# Task description
From the entries that follow, copy each line containing the word "views".

╭─ Listed entries

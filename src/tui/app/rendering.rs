//! Rendering logic for the application
//!
//! Lays out header, content and footer, then draws at most one overlay:
//! the confirmation dialog, the resource form or the trace timeline.

use super::core::App;
use crate::store::ConsoleView;
use crate::tui::constants::{
    HEADER_HEIGHT, MIN_TERMINAL_WIDTH, POPUP_HEIGHT_PERCENT, POPUP_WIDTH_PERCENT,
};
use crate::tui::keybindings::{
    calculate_footer_height, get_form_commands, get_navigation_commands,
};
use crate::tui::views::helpers::{centered_rect, clear_area};
use crate::tui::views::*;
use ratatui::{
    Frame,
    layout::{Constraint, Direction, Layout, Rect},
    text::Line,
    widgets::{Block, Borders, Paragraph, Wrap},
};

impl App {
    /// Main render entry point
    pub fn render(&mut self, f: &mut Frame) {
        self.check_status_message_timeout();

        let area = f.area();
        if area.width < MIN_TERMINAL_WIDTH {
            let message = Paragraph::new(vec![
                Line::from("Terminal too narrow"),
                Line::from(format!("Need at least {} columns", MIN_TERMINAL_WIDTH)),
            ])
            .wrap(Wrap { trim: true })
            .block(Block::default().borders(Borders::ALL));
            f.render_widget(message, area);
            return;
        }

        let commands = if self.crud.is_active() {
            get_form_commands()
        } else {
            get_navigation_commands(self.view())
        };
        let footer_height = calculate_footer_height(area.width, &commands);

        let chunks = Layout::default()
            .direction(Direction::Vertical)
            .constraints([
                Constraint::Length(HEADER_HEIGHT),
                Constraint::Min(0),
                Constraint::Length(footer_height),
            ])
            .split(area);

        let store = self.session.store();
        let loading = store.is_loading() || self.trace.is_loading();
        store.read(|data| {
            render_header(
                f,
                chunks[0],
                &self.config.gateway.base_url,
                self.view(),
                &data.metrics,
                loading,
                &self.theme,
                self.config.ui.no_icons,
            );
            self.render_content(f, chunks[1], data);
        });

        let footer = if self.ui_state.search_mode {
            FooterContent::Search(self.active_search())
        } else if let Some((message, is_error)) = &self.ui_state.status_message {
            FooterContent::Status(message, *is_error)
        } else {
            FooterContent::Commands(&commands)
        };
        render_footer(f, chunks[2], footer, &self.theme);

        self.render_overlay(f, area);
    }

    fn render_content(&self, f: &mut Frame, area: Rect, data: &crate::store::Collections) {
        let l = &self.listings;
        let selected = self.ui_state.selected_index;
        let theme = &self.theme;
        match self.view() {
            ConsoleView::Overview => {
                render_overview(f, area, data, &l.activity, selected, theme)
            }
            ConsoleView::Services => {
                render_services(f, area, &l.services, &data.services, selected, theme)
            }
            ConsoleView::Routes => {
                render_routes(f, area, &l.routes, &data.routes, selected, theme)
            }
            ConsoleView::ProtoMappings => render_proto_mappings(
                f,
                area,
                &l.proto_mappings,
                &data.proto_mappings,
                selected,
                theme,
            ),
            ConsoleView::Traffic => {
                render_traffic(f, area, &l.traffic, &data.traffic_log, selected, theme)
            }
            ConsoleView::SystemLogs => {
                render_server_log(f, area, &l.server_log, &data.server_log, selected, theme)
            }
        }
    }

    fn render_overlay(&self, f: &mut Frame, area: Rect) {
        let popup = centered_rect(POPUP_WIDTH_PERCENT, POPUP_HEIGHT_PERCENT, area);

        if let Some(pending) = &self.confirmation_pending {
            let dialog = centered_rect(POPUP_WIDTH_PERCENT, 30, area);
            clear_area(f, dialog);
            render_confirmation(f, dialog, &pending.target, &self.theme);
        } else if self.crud.is_active() {
            clear_area(f, popup);
            let services = self.session.store().services();
            render_form(
                f,
                popup,
                &self.crud,
                self.ui_state.form_focus,
                &services,
                &self.theme,
            );
        } else if self.trace.is_open() {
            clear_area(f, popup);
            render_trace(f, popup, &self.trace, &self.theme);
        }
    }

    fn active_search(&self) -> &str {
        let l = &self.listings;
        match self.view() {
            ConsoleView::Overview => l.activity.search(),
            ConsoleView::Services => l.services.search(),
            ConsoleView::Routes => l.routes.search(),
            ConsoleView::ProtoMappings => l.proto_mappings.search(),
            ConsoleView::Traffic => l.traffic.search(),
            ConsoleView::SystemLogs => l.server_log.search(),
        }
    }
}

╰─

# Exercise answer
use crate::tui::views::helpers::{centered_rect, clear_area};
use crate::tui::views::*;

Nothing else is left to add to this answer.